TASK STATEMENT
Your answer should be the number of lines in the listing that hold the string "NoScores", with no other words.

-=-=-=-=-

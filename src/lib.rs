//! Flower classification served over HTTP.
//!
//! Uploaded images are decoded, stretched to the model input size and scored
//! by a classifier that lives on a single [`InferenceEngine`] worker thread.
//! Each score vector is mapped through a [`ClassCatalog`] loaded at startup.

pub mod catalog;
pub mod classifier;
pub mod config;
pub mod engine;
pub mod messages;
pub mod model;
pub mod prediction;
pub mod preprocess;
pub mod server;

pub use catalog::{CatalogError, ClassCatalog, ClassInfo};
pub use classifier::{ClassifierConfig, ClassifierError, OnnxClassifier};
pub use config::{ConfigError, ServerArgs, ServerConfig};
pub use engine::{EngineError, EngineResponse, EngineState, InferenceEngine};
pub use messages::{HealthResponse, PredictionResult};
pub use model::{
    ClassifierModel, ClassifyMetadata, ClassifyRequest, ClassifyResponse, ImageClassifier,
    RequestMetadata, Rgb8Image,
};
pub use prediction::{PredictError, ScoreActivation, TopClass};
pub use server::{AppState, router};
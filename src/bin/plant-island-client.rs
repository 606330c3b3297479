use argh::FromArgs;
use plant_island::server::UPLOAD_FIELD;
use reqwest::multipart::{Form, Part};
use std::path::PathBuf;

// defaults for the client
const DEFAULT_HOST: &str = "localhost";
const DEFAULT_PORT: u16 = 3000;

#[derive(FromArgs)]
/// Upload images to a Plant Island server and print the predictions
struct ClientArgs {
    /// the host to connect to
    #[argh(option, short = 'h', default = "DEFAULT_HOST.to_string()")]
    host: String,

    /// the port to connect to
    #[argh(option, short = 'p', default = "DEFAULT_PORT")]
    port: u16,

    /// the images to classify
    #[argh(positional)]
    images: Vec<PathBuf>,
}

#[tokio::main]
async fn main() -> Result<(), Box<dyn std::error::Error>> {
    env_logger::init();
    let args: ClientArgs = argh::from_env();

    if args.images.is_empty() {
        return Err("at least one image path is required".into());
    }

    let mut form = Form::new();
    for path in &args.images {
        let bytes = tokio::fs::read(path).await?;
        let filename = path
            .file_name()
            .map(|name| name.to_string_lossy().into_owned())
            .unwrap_or_else(|| path.display().to_string());
        log::debug!("Attaching {} ({} bytes)", filename, bytes.len());
        form = form.part(UPLOAD_FIELD, Part::bytes(bytes).file_name(filename));
    }

    // format the host and port
    let addr = format!("{}:{}", args.host, args.port);

    let response = reqwest::Client::new()
        .post(format!("http://{}/predict/", addr))
        .multipart(form)
        .send()
        .await?;

    let status = response.status();
    let result = response.json::<serde_json::Value>().await?;
    if !status.is_success() {
        log::warn!("Server answered {}", status);
    }
    println!("Result: {}", serde_json::to_string_pretty(&result)?);

    Ok(())
}
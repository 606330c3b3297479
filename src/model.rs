use kornia_image::{Image, ImageSize, allocator::CpuAllocator};

/// RGB image in interleaved `HWC` layout, as handed to a classifier.
pub type Rgb8Image = Image<u8, 3, CpuAllocator>;

/// Trait for implementing inference models that can be used with the [`InferenceEngine`].
///
/// Users implement this trait to define their model behavior, including
/// the request and response types and the inference logic.
///
/// [`InferenceEngine`]: crate::InferenceEngine
pub trait ClassifierModel {
    /// The request type that the model accepts for inference.
    type Request;
    /// The response type that the model returns after inference.
    type Response;
    /// The error type that can be returned during inference.
    type Error: std::error::Error + Send + Sync + 'static;

    /// Runs inference on the given request and returns a response or error.
    fn run(&mut self, request: Self::Request) -> Result<Self::Response, Self::Error>;
}

/// Trait for extracting lightweight metadata from inference requests.
///
/// This lets the engine keep what it needs for logging and telemetry without
/// cloning heavy data like images.
pub trait RequestMetadata {
    /// The lightweight metadata type that represents the request.
    type Metadata: std::fmt::Debug + Send + 'static;

    /// Extracts lightweight metadata from the request.
    fn metadata(&self) -> Self::Metadata;
}

/// A single uploaded image, already resized to the model input footprint.
pub struct ClassifyRequest {
    pub filename: String,
    pub image: Rgb8Image,
}

#[derive(Debug, Clone)]
pub struct ClassifyMetadata {
    pub filename: String,
    pub image_size: ImageSize,
}

impl RequestMetadata for ClassifyRequest {
    type Metadata = ClassifyMetadata;

    fn metadata(&self) -> Self::Metadata {
        ClassifyMetadata {
            filename: self.filename.clone(),
            image_size: self.image.size(),
        }
    }
}

/// Raw per-class scores, one entry per catalog position.
#[derive(Debug, Clone, PartialEq)]
pub struct ClassifyResponse {
    pub scores: Vec<f32>,
}

/// A [`ClassifierModel`] that classifies uploaded images.
///
/// Blanket-implemented; exists so server code can name a single bound.
pub trait ImageClassifier:
    ClassifierModel<Request = ClassifyRequest, Response = ClassifyResponse> + Send + 'static
{
}

impl<T> ImageClassifier for T where
    T: ClassifierModel<Request = ClassifyRequest, Response = ClassifyResponse> + Send + 'static
{
}
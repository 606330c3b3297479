use crate::{engine::EngineError, preprocess::PreprocessError};
use serde::{Deserialize, Serialize};
use std::{fmt, str::FromStr};

/// How raw classifier scores are turned into probabilities.
#[derive(Clone, Copy, Debug, Default, PartialEq, Eq, Serialize, Deserialize)]
#[serde(rename_all = "lowercase")]
pub enum ScoreActivation {
    /// Use the scores as-is when every one lies in `[0, 1]`, softmax otherwise.
    #[default]
    Auto,
    /// Always apply softmax.
    Softmax,
    /// Never transform; the resulting confidence is clamped into `[0, 100]`.
    Raw,
}

impl ScoreActivation {
    pub fn as_str(&self) -> &'static str {
        match self {
            ScoreActivation::Auto => "auto",
            ScoreActivation::Softmax => "softmax",
            ScoreActivation::Raw => "raw",
        }
    }

    pub fn apply(&self, scores: &[f32]) -> Vec<f32> {
        match self {
            ScoreActivation::Auto if is_bounded(scores) => scores.to_vec(),
            ScoreActivation::Auto | ScoreActivation::Softmax => softmax(scores),
            ScoreActivation::Raw => scores.to_vec(),
        }
    }
}

impl fmt::Display for ScoreActivation {
    fn fmt(&self, f: &mut fmt::Formatter<'_>) -> fmt::Result {
        f.write_str(self.as_str())
    }
}

impl FromStr for ScoreActivation {
    type Err = String;

    fn from_str(s: &str) -> Result<Self, Self::Err> {
        match s.to_ascii_lowercase().as_str() {
            "auto" => Ok(ScoreActivation::Auto),
            "softmax" => Ok(ScoreActivation::Softmax),
            "raw" => Ok(ScoreActivation::Raw),
            other => Err(format!(
                "unknown score activation {other:?}, expected auto, softmax or raw"
            )),
        }
    }
}

/// Everything that can go wrong while classifying a single upload.
#[derive(Debug, thiserror::Error)]
pub enum PredictError {
    #[error(transparent)]
    Preprocess(#[from] PreprocessError),
    #[error(transparent)]
    Engine(#[from] EngineError),
    #[error("preprocessing task failed: {0}")]
    Blocking(#[from] tokio::task::JoinError),
    #[error("model returned no scores")]
    NoScores,
    #[error("model returned a non-finite score")]
    NonFinite,
    #[error("model returned {actual} scores but the catalog has {expected} classes")]
    ScoreWidth { expected: usize, actual: usize },
    #[error("predicted index {index} is outside the {classes}-class catalog")]
    UnknownClass { index: usize, classes: usize },
}

/// Index and probability of the best scoring class.
#[derive(Debug, Clone, Copy, PartialEq)]
pub struct TopClass {
    pub index: usize,
    pub probability: f32,
}

impl TopClass {
    /// Probability expressed as a percentage in `[0, 100]`.
    pub fn confidence(&self) -> f64 {
        (f64::from(self.probability) * 100.0).clamp(0.0, 100.0)
    }
}

pub fn softmax(scores: &[f32]) -> Vec<f32> {
    let max = scores.iter().copied().fold(f32::NEG_INFINITY, f32::max);
    let exps: Vec<f32> = scores.iter().map(|s| (s - max).exp()).collect();
    let sum: f32 = exps.iter().sum();
    exps.into_iter().map(|e| e / sum).collect()
}

/// Whether every score already reads as a probability.
pub fn is_bounded(scores: &[f32]) -> bool {
    scores.iter().all(|s| (0.0..=1.0).contains(s))
}

/// Argmax over `scores` after running them through `activation`.
///
/// Ties resolve to the lowest index.
pub fn top_class(scores: &[f32], activation: ScoreActivation) -> Result<TopClass, PredictError> {
    if scores.is_empty() {
        return Err(PredictError::NoScores);
    }
    if scores.iter().any(|s| !s.is_finite()) {
        return Err(PredictError::NonFinite);
    }

    let probabilities = activation.apply(scores);
    let (index, probability) = probabilities.iter().copied().enumerate().fold(
        (0, f32::NEG_INFINITY),
        |best, (i, p)| if p > best.1 { (i, p) } else { best },
    );

    Ok(TopClass { index, probability })
}
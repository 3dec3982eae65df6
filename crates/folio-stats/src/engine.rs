//! Fan-out/fan-in aggregation of platform statistics.

use folio_core::{AchievementStats, FieldMap, PlatformDescriptor, PlatformResult, StatValue};
use futures::future::join_all;

use crate::client::StatsClient;
use crate::path::extract;

/// Runs aggregation sweeps over a set of platform descriptors.
///
/// Holds no state between sweeps: every call re-issues every request and
/// returns a fresh mapping. Keeping the last result is up to the caller.
#[derive(Debug, Clone)]
pub struct Aggregator {
    client: StatsClient,
}

impl Aggregator {
    #[must_use]
    pub fn new(client: StatsClient) -> Self {
        Self { client }
    }

    /// Resolve every descriptor concurrently and return the complete mapping.
    ///
    /// Resolves only after each platform has settled. A failing or slow
    /// platform affects neither the results nor the progress of the others;
    /// the sweep as a whole waits for the slowest request (bounded by the
    /// client's timeout).
    pub async fn aggregate<'a, I>(&self, descriptors: I) -> AchievementStats
    where
        I: IntoIterator<Item = &'a PlatformDescriptor>,
    {
        let descriptors: Vec<&PlatformDescriptor> = descriptors.into_iter().collect();
        tracing::info!(platforms = descriptors.len(), "starting achievements sweep");

        let client = &self.client;
        let settled = join_all(descriptors.into_iter().map(|descriptor| async move {
            let result = resolve_platform(client, descriptor).await;
            (descriptor.name.clone(), result)
        }))
        .await;

        let stats: AchievementStats = settled.into_iter().collect();
        tracing::info!(
            platforms = stats.len(),
            failed = stats.error_count(),
            "achievements sweep complete"
        );
        stats
    }
}

/// Produce one platform's result: fallback seed, optional fetch, overlay.
pub async fn resolve_platform(
    client: &StatsClient,
    descriptor: &PlatformDescriptor,
) -> PlatformResult {
    let mut result = PlatformResult::seeded(&descriptor.fallback);

    let Some(endpoint) = descriptor.endpoint() else {
        tracing::debug!(
            platform = %descriptor.name,
            "no endpoint configured; using fallback values"
        );
        return result;
    };

    match client.fetch_json(endpoint).await {
        Ok(body) => {
            let overridden = overlay_extracted(&mut result, &descriptor.field_map, &body);
            result.error = None;
            tracing::debug!(
                platform = %descriptor.name,
                overridden,
                "statistics fetched"
            );
        }
        Err(e) => {
            tracing::warn!(
                platform = %descriptor.name,
                endpoint,
                error = %e,
                "statistics fetch failed; keeping fallback values"
            );
            result.error = Some(e.result_message());
        }
    }

    result
}

/// Overwrite fields of `result` with non-null values extracted from `body`.
///
/// Fields without a path, or whose path resolves to nothing, keep their
/// current value. Returns the number of fields overwritten.
pub(crate) fn overlay_extracted(
    result: &mut PlatformResult,
    field_map: &FieldMap,
    body: &serde_json::Value,
) -> usize {
    let mut overridden = 0;
    for (field, path) in field_map.paths() {
        if let Some(value) = extract(body, path).and_then(StatValue::from_json) {
            result.set(field, value);
            overridden += 1;
        }
    }
    overridden
}
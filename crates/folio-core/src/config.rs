use crate::app_config::{AppConfig, Environment};
use crate::ConfigError;

const DEFAULT_REFRESH_CRON: &str = "0 0 */6 * * *";

/// Load application configuration from environment variables.
///
/// Calls `dotenvy::dotenv().ok()` to load `.env` files before reading env vars.
///
/// # Errors
///
/// Returns `ConfigError` if a value is present but invalid.
pub fn load_app_config() -> Result<AppConfig, ConfigError> {
    dotenvy::dotenv().ok();
    load_app_config_from_env()
}

/// Load application configuration from environment variables already in the process.
///
/// Unlike [`load_app_config`], this does NOT load `.env` files.
///
/// # Errors
///
/// Returns `ConfigError` if a value is present but invalid.
pub fn load_app_config_from_env() -> Result<AppConfig, ConfigError> {
    build_app_config(|key| std::env::var(key))
}

/// Build application configuration using the provided env-var lookup function.
///
/// Decoupled from the process environment so tests can use a `HashMap` lookup.
fn build_app_config<F>(lookup: F) -> Result<AppConfig, ConfigError>
where
    F: Fn(&str) -> Result<String, std::env::VarError>,
{
    use std::net::SocketAddr;
    use std::path::PathBuf;

    let or_default = |var: &str, default: &str| -> String {
        lookup(var).unwrap_or_else(|_| default.to_string())
    };

    let parse_u64 = |var: &str, default: &str| -> Result<u64, ConfigError> {
        let raw = or_default(var, default);
        raw.trim()
            .parse::<u64>()
            .map_err(|e| ConfigError::InvalidEnvVar {
                var: var.to_string(),
                reason: e.to_string(),
            })
    };

    let env = parse_environment(&or_default("FOLIO_ENV", "development"));

    let bind_raw = or_default("FOLIO_BIND_ADDR", "0.0.0.0:3000");
    let bind_addr = bind_raw
        .parse::<SocketAddr>()
        .map_err(|e| ConfigError::InvalidEnvVar {
            var: "FOLIO_BIND_ADDR".to_string(),
            reason: e.to_string(),
        })?;

    let log_level = or_default("FOLIO_LOG_LEVEL", "info");
    let platforms_path = PathBuf::from(or_default(
        "FOLIO_PLATFORMS_PATH",
        "./config/platforms.yaml",
    ));

    let stats_request_timeout_secs = parse_u64("FOLIO_STATS_REQUEST_TIMEOUT_SECS", "10")?;
    let stats_connect_timeout_secs = parse_u64("FOLIO_STATS_CONNECT_TIMEOUT_SECS", "5")?;
    if stats_connect_timeout_secs == 0 {
        return Err(ConfigError::InvalidEnvVar {
            var: "FOLIO_STATS_CONNECT_TIMEOUT_SECS".to_string(),
            reason: "must be greater than zero".to_string(),
        });
    }

    let stats_user_agent = or_default("FOLIO_STATS_USER_AGENT", "folio/0.1 (achievements)");

    let refresh_cron = non_blank(or_default("FOLIO_REFRESH_CRON", DEFAULT_REFRESH_CRON));
    let api_keys = lookup("FOLIO_API_KEYS").ok().and_then(non_blank);

    Ok(AppConfig {
        env,
        bind_addr,
        log_level,
        platforms_path,
        stats_request_timeout_secs,
        stats_connect_timeout_secs,
        stats_user_agent,
        refresh_cron,
        api_keys,
    })
}

fn non_blank(value: String) -> Option<String> {
    let trimmed = value.trim();
    if trimmed.is_empty() {
        None
    } else {
        Some(trimmed.to_string())
    }
}

/// Parse a string into an `Environment` variant.
///
/// Unrecognized values default to `Environment::Development`.
fn parse_environment(s: &str) -> Environment {
    match s {
        "production" => Environment::Production,
        "test" => Environment::Test,
        _ => Environment::Development,
    }
}

#[cfg(test)]
#[path = "config_test.rs"]
mod tests;
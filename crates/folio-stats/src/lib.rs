//! Coding-platform statistics aggregation.
//!
//! Fetches each configured platform's statistics endpoint concurrently,
//! extracts canonical fields through per-platform path expressions, and merges
//! them over the curated fallback record. Failures are recorded per platform
//! and never abort a sweep.

pub mod client;
pub mod engine;
pub mod error;
pub mod path;

pub use client::StatsClient;
pub use engine::{resolve_platform, Aggregator};
pub use error::StatsError;
pub use path::{extract, PathExpr, Step};
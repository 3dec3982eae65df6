//! Read-only registry commands.

use std::path::Path;

use folio_core::stats::PLACEHOLDER;
use folio_core::Category;

/// List configured platforms in registry order.
///
/// # Errors
///
/// Returns an error if the registry cannot be loaded.
pub(crate) fn run_platforms(platforms_path: &Path, category: Option<Category>) -> anyhow::Result<()> {
    let registry = folio_core::load_platforms(platforms_path)?;

    println!("{:<16}{:<18}{:<13}ENDPOINT", "PLATFORM", "SLUG", "CATEGORY");
    for platform in registry.by_category(category) {
        let category = category_label(platform.display.category);
        let endpoint = platform.descriptor.endpoint().unwrap_or("(manual)");
        println!(
            "{:<16}{:<18}{:<13}{}",
            platform.name(),
            platform.slug(),
            category,
            endpoint
        );
    }

    Ok(())
}

fn category_label(category: Option<Category>) -> String {
    category.map_or_else(|| PLACEHOLDER.to_string(), |c| c.to_string())
}

/// Load and validate the registry, reporting what was found.
///
/// # Errors
///
/// Returns the validation error if the registry is invalid.
pub(crate) fn run_validate(platforms_path: &Path) -> anyhow::Result<()> {
    let registry = folio_core::load_platforms(platforms_path)?;
    let live = registry
        .descriptors()
        .filter(|d| d.endpoint().is_some())
        .count();
    println!(
        "{}: {} platforms ({} live, {} manual-only)",
        platforms_path.display(),
        registry.platforms.len(),
        live,
        registry.platforms.len() - live
    );
    Ok(())
}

-=-=-=-=-

PROBLEM SOLUTION
2